Differential Equations · Exact Equations · Calc 3 Bridge

From dy/dx to the
Hidden Surface

Why exact differential equations are just slope equations wearing a gradient disguise — and how to see through it.

Two Things That Look Different But Aren't

You know this form cold:

\[\frac{dy}{dx} = f(x,y)\]

It means slope. At each point \((x,y)\) you get a number telling you how steeply \(y\) rises relative to \(x\).

Then your textbook hands you this:

\[M(x,y)\,dx + N(x,y)\,dy = 0\]

And it looks like something completely different — differentials multiplied by functions, all summed to zero. Where's the slope? Where's the derivative? What is this thing?

The big reveal: these are literally the same equation. One is written in slope language, the other in differential language. The content is identical — only the notation changed. The rest of this page shows exactly why, with no steps skipped.

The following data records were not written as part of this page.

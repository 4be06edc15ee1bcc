//! Error types for s3fuse

use std::io;
use thiserror::Error;

/// Result type alias using our Error type
pub type Result<T> = std::result::Result<T, Error>;

/// Main error type for s3fuse
#[derive(Error, Debug)]
pub enum Error {
    // Mount errors
    #[error("Bucket not found: {0}")]
    BucketNotFound(String),

    // Namespace errors
    #[error("Not found: {0}")]
    NotFound(String),

    #[error("Already exists: {0}")]
    AlreadyExists(String),

    // Data errors
    #[error("Read offset {offset} beyond object size {size}")]
    OutOfRange { offset: u64, size: u64 },

    #[error("No open handle for path: {0}")]
    BadHandle(String),

    // Object store errors
    #[error("Object store error: {0}")]
    Store(String),

    #[error("Operation not supported: {0}")]
    Unsupported(&'static str),

    // Config errors
    #[error("Configuration error: {0}")]
    Config(String),

    // IO errors
    #[error("IO error: {0}")]
    Io(#[from] io::Error),

    // General errors
    #[error("Internal error: {0}")]
    Internal(String),
}

impl Error {
    /// Convert to libc errno for FUSE
    pub fn to_errno(&self) -> libc::c_int {
        match self {
            Error::NotFound(_) | Error::BucketNotFound(_) => libc::ENOENT,
            Error::AlreadyExists(_) => libc::EEXIST,
            Error::OutOfRange { .. } => libc::ENXIO,
            Error::BadHandle(_) => libc::EBADF,
            Error::Unsupported(_) => libc::ENOSYS,
            Error::Io(e) => e.raw_os_error().unwrap_or(libc::EIO),
            _ => libc::EIO,
        }
    }
}

impl From<serde_json::Error> for Error {
    fn from(e: serde_json::Error) -> Self {
        Error::Config(e.to_string())
    }
}

#[cfg(test)]
mod tests {
    use super::*;

    #[test]
    fn errno_mapping() {
        assert_eq!(Error::NotFound("a.txt".into()).to_errno(), libc::ENOENT);
        assert_eq!(Error::AlreadyExists("a.txt".into()).to_errno(), libc::EEXIST);
        assert_eq!(
            Error::OutOfRange { offset: 10, size: 5 }.to_errno(),
            libc::ENXIO
        );
        assert_eq!(Error::BadHandle("a.txt".into()).to_errno(), libc::EBADF);
        assert_eq!(Error::Unsupported("mkdir").to_errno(), libc::ENOSYS);
        assert_eq!(Error::Store("timeout".into()).to_errno(), libc::EIO);
    }
}
//! Attribute cache
//!
//! Per-key metadata kept only while a file is open. The cache is the
//! single source of truth for "is this key currently open"; once the
//! last handle goes away the entry is dropped and later accesses
//! re-probe the object store.

use crate::error::{Error, Result};
use crate::store::ObjectMeta;

use std::collections::HashMap;
use std::time::SystemTime;

/// Cached attributes for one object
#[derive(Debug, Clone, Copy)]
pub struct ObjectAttr {
    /// Object size in bytes
    pub size: u64,
    /// Last access time
    pub atime: SystemTime,
    /// Last modification time
    pub mtime: SystemTime,
    /// Last status change time
    pub ctime: SystemTime,
}

impl ObjectAttr {
    pub fn from_meta(meta: &ObjectMeta) -> Self {
        ObjectAttr {
            size: meta.size,
            atime: SystemTime::now(),
            mtime: meta.last_modified,
            ctime: meta.last_modified,
        }
    }
}

/// Cache entry for an open key.
///
/// Invariant: an entry exists exactly while `refs >= 1`.
#[derive(Debug, Clone, Copy)]
pub struct OpenEntry {
    pub attr: ObjectAttr,
    pub refs: u64,
}

/// Map from object key to its open-handle entry
#[derive(Default)]
pub struct AttrCache {
    entries: HashMap<String, OpenEntry>,
}

impl AttrCache {
    pub fn new() -> Self {
        AttrCache {
            entries: HashMap::new(),
        }
    }

    pub fn get(&self, key: &str) -> Option<&OpenEntry> {
        self.entries.get(key)
    }

    pub fn get_mut(&mut self, key: &str) -> Option<&mut OpenEntry> {
        self.entries.get_mut(key)
    }

    pub fn contains(&self, key: &str) -> bool {
        self.entries.contains_key(key)
    }

    /// Record one more open handle for `key`, creating the entry from
    /// `attr` on the first open. Returns the new reference count.
    pub fn open_entry(&mut self, key: &str, attr: ObjectAttr) -> u64 {
        let entry = self
            .entries
            .entry(key.to_string())
            .or_insert(OpenEntry { attr, refs: 0 });
        entry.refs += 1;
        entry.attr.atime = SystemTime::now();
        entry.refs
    }

    /// Drop one open handle for `key`, removing the entry when the last
    /// handle goes away. Releasing a key that was never opened is the
    /// caller's bug and reports `BadHandle`.
    pub fn release_entry(&mut self, key: &str) -> Result<()> {
        let entry = self
            .entries
            .get_mut(key)
            .ok_or_else(|| Error::BadHandle(key.to_string()))?;

        entry.refs -= 1;
        if entry.refs == 0 {
            self.entries.remove(key);
        }
        Ok(())
    }

    /// Forget `key` unconditionally (unlink / rename of an open file)
    pub fn remove(&mut self, key: &str) {
        self.entries.remove(key);
    }
}

#[cfg(test)]
mod tests {
    use super::*;
    use std::time::SystemTime;

    fn attr(size: u64) -> ObjectAttr {
        let now = SystemTime::now();
        ObjectAttr {
            size,
            atime: now,
            mtime: now,
            ctime: now,
        }
    }

    #[test]
    fn refcount_tracks_opens() {
        let mut cache = AttrCache::new();

        assert_eq!(cache.open_entry("a.txt", attr(3)), 1);
        assert_eq!(cache.open_entry("a.txt", attr(3)), 2);
        assert_eq!(cache.get("a.txt").unwrap().refs, 2);

        cache.release_entry("a.txt").unwrap();
        assert_eq!(cache.get("a.txt").unwrap().refs, 1);

        cache.release_entry("a.txt").unwrap();
        assert!(!cache.contains("a.txt"));
    }

    #[test]
    fn release_without_open_is_bad_handle() {
        let mut cache = AttrCache::new();
        match cache.release_entry("never-opened") {
            Err(Error::BadHandle(key)) => assert_eq!(key, "never-opened"),
            other => panic!("expected BadHandle, got {:?}", other.err()),
        }
    }

    #[test]
    fn entries_never_exist_with_zero_refs() {
        let mut cache = AttrCache::new();
        for _ in 0..5 {
            cache.open_entry("k", attr(0));
        }
        for _ in 0..5 {
            cache.release_entry("k").unwrap();
        }
        assert!(!cache.contains("k"));
        // a fresh open starts back at 1
        assert_eq!(cache.open_entry("k", attr(0)), 1);
    }
}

What Does \(dx\) Mean, Actually?

Before connecting the two forms, let's nail down what \(dx\) and \(dy\) actually are — because this is where most courses gloss over something important.

Think of \(dx\) as an infinitesimally tiny nudge in the \(x\) direction, and \(dy\) as the resulting infinitesimal change in \(y\).

If you have a curve \(y = y(x)\), the relationship between these nudges is:

\[dy = \frac{dy}{dx}\,dx\]

Read that carefully: \(dy\) is not the same thing as \(\frac{dy}{dx}\). The derivative \(\frac{dy}{dx}\) is the ratio. The differential \(dy\) is the tiny change itself. Multiply the ratio by \(dx\) and you get \(dy\).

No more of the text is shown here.